Representative results of the extraction experiments conducted at 1000°C with CuCl2-bearing molten salt systems are shown in (a) and (b). For the experiments using a full chloride salt system as the extractant, the molten salt mixture consisted of equimolar amount of NaCl-CaCl2 with 3 wt% CuCl2 and the CuCl2/Hf stoichiometric ratio varied from 0.75 to 5. As can be clearly seen from that the Zr-Hf separation efficiency of all these four experiments was generally poor and it was slightly influenced by the increase of CuCl2/Hf ratio. It is believed that the low reactivity/selectivity of CuCl2 in the molten salt to Hf is the reason for the low separation efficiency. One trial showed that the CuCl2 content was increased from 3 wt% to 10 wt% in order to have a higher CuCl2 activity in the salt phase. However, it was observed that about 40 wt% of the salt was evaporated during the 2-h reaction at 1000°C, and accordingly, serious salt evaporation resulted in an even worse Hf separation from Zr. From this experiment, it can be deduced that the operating temperature of 1000°C is too high for the chloride salt system, or if using chloride salt, the CuCl2 content should be controlled at a relative low level, leading to a narrow operation window. Therefore, in the following extraction experiments, as also shown in , the major components of the salt system, NaCl and CaCl2, were replaced by their corresponding fluorides, NaF and CaF2, respectively, and the concentration of the key component CuCl2 was kept unchanged at 10 wt%. In this way, the melting point of the salt mixture was increased and the vapour pressure at the operation temperature was lowered, and accordingly the influence of the salt evaporation (generally about 3 wt% weight loss) on Zr-Hf separation could be largely reduced.

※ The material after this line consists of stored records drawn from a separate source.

//! Projection of an engine result into the synonym-resolved API view.

use std::sync::LazyLock;

use regex::Regex;
use serde::{Deserialize, Serialize};

use backbone_index::{IndexError, TaxonIndex};
use backbone_types::{ClassificationEntry, MatchType, Rank, TaxonUsage, TaxonomicStatus};

use crate::engine::{Candidate, MatchResult};
use crate::notes::render_notes;

/// Extinct taxa carry the dagger in their label.
const EXTINCT_SYMBOL: char = '†';

/// Splits an infraspecific name around its rank marker so the marker itself
/// stays unitalicized.
static RANK_MARKER: LazyLock<Regex> = LazyLock::new(|| {
    Regex::new(
        r"^(.+[a-z]) ((?:notho)?(?:infra|super|sub)?(?:gx|natio|morph|klepton|lusus|strain|chemoform|(?:subsp|f\. ?sp|[a-z]{1,4})\.|[a-z]{3,6}var\.?))( [a-z][^ ]*?)?( .+)?$",
    )
    .unwrap()
});

/// A plain Linnean uninomial, binomial or trinomial without authorship,
/// optionally with an infrageneric part in brackets.
static LINNEAN_NAME_NO_AUTHOR: LazyLock<Regex> = LazyLock::new(|| {
    const EPITHET: &str = "[a-z0-9ïëöüäåéèčáàæœ-]+";
    Regex::new(&format!(
        "^[A-ZÆŒ]{EPITHET}(?: \\([A-ZÆŒ]{EPITHET}\\))?(?: {EPITHET}(?: {EPITHET})?)?$"
    ))
    .unwrap()
});

/// One usage flattened for the API, with display labels.
#[derive(Clone, Debug, PartialEq, Eq, Serialize, Deserialize)]
#[serde(rename_all = "camelCase")]
pub struct RankedName {
    pub id: String,
    pub scientific_name: String,
    #[serde(default, skip_serializing_if = "Option::is_none")]
    pub authorship: Option<String>,
    #[serde(default, skip_serializing_if = "Option::is_none")]
    pub rank: Option<String>,
    pub label: String,
    pub label_html: String,
    pub extinct: bool,
    pub status: TaxonomicStatus,
}

/// Diagnostic block of a projected match.
#[derive(Clone, Debug, Serialize, Deserialize)]
#[serde(rename_all = "camelCase")]
pub struct Diagnostics {
    pub match_type: MatchType,
    pub confidence: i32,
    #[serde(default, skip_serializing_if = "Option::is_none")]
    pub status: Option<TaxonomicStatus>,
    #[serde(default, skip_serializing_if = "Option::is_none")]
    pub note: Option<String>,
    /// Only ever populated on the top level result.
    #[serde(default, skip_serializing_if = "Vec::is_empty")]
    pub alternatives: Vec<Match2>,
}

/// The synonym-resolved match response.
#[derive(Clone, Debug, Serialize, Deserialize)]
#[serde(rename_all = "camelCase")]
pub struct Match2 {
    pub synonym: bool,
    #[serde(default, skip_serializing_if = "Option::is_none")]
    pub usage: Option<RankedName>,
    /// The accepted usage a synonym points at.
    #[serde(default, skip_serializing_if = "Option::is_none")]
    pub accepted_usage: Option<RankedName>,
    #[serde(default, skip_serializing_if = "Vec::is_empty")]
    pub classification: Vec<RankedName>,
    pub diagnostics: Diagnostics,
}

/// Projects an engine result, resolving synonyms to their accepted usage
/// through the index.
pub fn project(index: &TaxonIndex, result: &MatchResult) -> Result<Match2, IndexError> {
    let alternatives = result
        .alternatives
        .iter()
        .map(|c| project_candidate(index, c))
        .collect::<Result<Vec<_>, _>>()?;
    let mut projected = project_usage(index, result.usage.as_ref())?;
    projected.diagnostics = Diagnostics {
        match_type: result.match_type,
        confidence: result.confidence,
        status: result.usage.as_ref().map(|u| u.status),
        note: render_notes(&result.notes),
        alternatives,
    };
    Ok(projected)
}

fn project_candidate(index: &TaxonIndex, candidate: &Candidate) -> Result<Match2, IndexError> {
    let mut projected = project_usage(index, Some(&candidate.usage))?;
    projected.diagnostics = Diagnostics {
        match_type: candidate.match_type,
        confidence: candidate.confidence,
        status: Some(candidate.usage.status),
        note: render_notes(&candidate.notes),
        alternatives: Vec::new(),
    };
    Ok(projected)
}

fn project_usage(index: &TaxonIndex, usage: Option<&TaxonUsage>) -> Result<Match2, IndexError> {
    let Some(usage) = usage else {
        return Ok(Match2 {
            synonym: false,
            usage: None,
            accepted_usage: None,
            classification: Vec::new(),
            diagnostics: empty_diagnostics(),
        });
    };
    let synonym = usage.status.is_synonym();
    let accepted_usage = if synonym {
        match &usage.parent_id {
            Some(parent) => index.match_by_usage_id(parent)?.map(|u| ranked(&u)),
            None => None,
        }
    } else {
        None
    };
    Ok(Match2 {
        synonym,
        usage: Some(ranked(usage)),
        accepted_usage,
        classification: ranked_classification(usage),
        diagnostics: empty_diagnostics(),
    })
}

fn empty_diagnostics() -> Diagnostics {
    Diagnostics {
        match_type: MatchType::None,
        confidence: 0,
        status: None,
        note: None,
        alternatives: Vec::new(),
    }
}

/// Flattens a usage with its display labels.
pub fn ranked(usage: &TaxonUsage) -> RankedName {
    RankedName {
        id: usage.id.clone(),
        scientific_name: usage.scientific_name.clone(),
        authorship: usage.authorship.clone(),
        rank: usage.rank.map(rank_str),
        label: label(usage),
        label_html: label_html(usage),
        extinct: usage.extinct,
        status: usage.status,
    }
}

/// The ancestors of a usage ordered root first. The index stores them
/// unordered, so the order is always derived from their ranks.
fn ranked_classification(usage: &TaxonUsage) -> Vec<RankedName> {
    let mut entries: Vec<&ClassificationEntry> = usage.classification.iter().collect();
    entries.sort_by_key(|e| e.parsed_rank().map_or(i32::MAX, Rank::ordinal));
    entries
        .iter()
        .map(|e| RankedName {
            id: e.id.clone(),
            scientific_name: e.scientific_name.clone(),
            authorship: e.authorship.clone(),
            rank: Some(entry_rank_str(e)),
            label: format_label(&e.scientific_name, e.authorship.as_deref(), e.extinct),
            label_html: format_label_html(
                &e.scientific_name,
                e.authorship.as_deref(),
                e.parsed_rank(),
                e.extinct,
            ),
            extinct: e.extinct,
            status: e.status,
        })
        .collect()
}

fn rank_str(rank: Rank) -> String {
    rank.to_string().to_uppercase().replace(' ', "_")
}

fn entry_rank_str(entry: &ClassificationEntry) -> String {
    match entry.parsed_rank() {
        Some(r) => rank_str(r),
        None => entry.rank.to_uppercase().replace(' ', "_"),
    }
}

/// Plain display label: dagger for extinct taxa, then the name with its
/// authorship.
pub fn label(usage: &TaxonUsage) -> String {
    format_label(&usage.scientific_name, usage.authorship.as_deref(), usage.extinct)
}

/// Display label with the name in italics for genus level and below.
pub fn label_html(usage: &TaxonUsage) -> String {
    format_label_html(
        &usage.scientific_name,
        usage.authorship.as_deref(),
        usage.rank,
        usage.extinct,
    )
}

fn format_label(name: &str, authorship: Option<&str>, extinct: bool) -> String {
    let mut out = String::new();
    if extinct {
        out.push(EXTINCT_SYMBOL);
    }
    out.push_str(name);
    append_authorship(&mut out, name, authorship);
    out
}

fn format_label_html(
    name: &str,
    authorship: Option<&str>,
    rank: Option<Rank>,
    extinct: bool,
) -> String {
    let mut out = String::new();
    if extinct {
        out.push(EXTINCT_SYMBOL);
    }
    if rank.is_some_and(|r| r >= Rank::Genus) {
        out.push_str(&italicize(name));
    } else {
        out.push_str(name);
    }
    append_authorship(&mut out, name, authorship);
    out
}

fn append_authorship(out: &mut String, name: &str, authorship: Option<&str>) {
    if let Some(a) = authorship
        && !a.is_empty()
        && !name.contains(a)
    {
        out.push(' ');
        out.push_str(a);
    }
}

fn italicize(name: &str) -> String {
    if let Some(caps) = RANK_MARKER.captures(name) {
        let mut out = format!("<i>{}</i> {}", &caps[1], &caps[2]);
        if let Some(epithet) = caps.get(3) {
            out.push_str(" <i>");
            out.push_str(epithet.as_str().trim_start());
            out.push_str("</i>");
        }
        if let Some(tail) = caps.get(4) {
            out.push_str(tail.as_str());
        }
        out
    } else if LINNEAN_NAME_NO_AUTHOR.is_match(name) {
        format!("<i>{name}</i>")
    } else {
        name.to_string()
    }
}

#[cfg(test)]
mod tests {
    use super::*;

    fn usage(name: &str, rank: Rank) -> TaxonUsage {
        TaxonUsage {
            id: "1".into(),
            scientific_name: name.into(),
            canonical_name: name.into(),
            rank: Some(rank),
            status: TaxonomicStatus::Accepted,
            ..TaxonUsage::default()
        }
    }

    #[test]
    fn species_label_is_italic_with_plain_authorship() {
        let mut u = usage("Puma concolor", Rank::Species);
        u.authorship = Some("(Linnaeus, 1771)".into());
        assert_eq!(label(&u), "Puma concolor (Linnaeus, 1771)");
        assert_eq!(label_html(&u), "<i>Puma concolor</i> (Linnaeus, 1771)");
    }

    #[test]
    fn family_label_is_not_italicized() {
        let u = usage("Felidae", Rank::Family);
        assert_eq!(label_html(&u), "Felidae");
    }

    #[test]
    fn extinct_label_gets_the_dagger() {
        let mut u = usage("Smilodon populator", Rank::Species);
        u.extinct = true;
        assert_eq!(label(&u), "†Smilodon populator");
        assert_eq!(label_html(&u), "†<i>Smilodon populator</i>");
    }

    #[test]
    fn rank_marker_stays_unitalicized() {
        let u = usage("Puma concolor subsp. cougar", Rank::Subspecies);
        assert_eq!(
            label_html(&u),
            "<i>Puma concolor</i> subsp. <i>cougar</i>"
        );
    }

    #[test]
    fn authorship_already_in_name_is_not_doubled() {
        let mut u = usage("Puma concolor (Linnaeus, 1771)", Rank::Species);
        u.authorship = Some("(Linnaeus, 1771)".into());
        assert_eq!(label(&u), "Puma concolor (Linnaeus, 1771)");
    }

    #[test]
    fn classification_is_ordered_by_rank() {
        let mut u = usage("Puma concolor", Rank::Species);
        for (id, name, rank) in [
            ("g", "Puma", "genus"),
            ("k", "Animalia", "kingdom"),
            ("f", "Felidae", "family"),
        ] {
            u.classification.push(ClassificationEntry {
                id: id.into(),
                scientific_name: name.into(),
                authorship: None,
                rank: rank.into(),
                status: TaxonomicStatus::Accepted,
                extinct: false,
            });
        }
        let ranked = ranked_classification(&u);
        let names: Vec<&str> = ranked.iter().map(|r| r.scientific_name.as_str()).collect();
        assert_eq!(names, vec!["Animalia", "Felidae", "Puma"]);
        assert_eq!(ranked[0].rank.as_deref(), Some("KINGDOM"));
        assert_eq!(ranked[2].label_html, "<i>Puma</i>");
    }

    #[test]
    fn rank_strings_use_enum_form() {
        assert_eq!(rank_str(Rank::SpeciesAggregate), "SPECIES_AGGREGATE");
        assert_eq!(rank_str(Rank::Species), "SPECIES");
    }
}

Figure 8. Hf removal efficiency (a) and Zr–Hf separation factor (b) as a function of CuCl2/Hf stoichiometric ratio at 1000°C with CuCl2–NaCl–CaCl2 and CuCl2–NaF–CaF2 salt systems.

Figure 8. Hf removal efficiency (a) and Zr–Hf separation factor (b) as a function of CuCl2/Hf stoichiometric ratio at 1000°C with CuCl2–NaCl–CaCl2 and CuCl2–NaF–CaF2 salt systems.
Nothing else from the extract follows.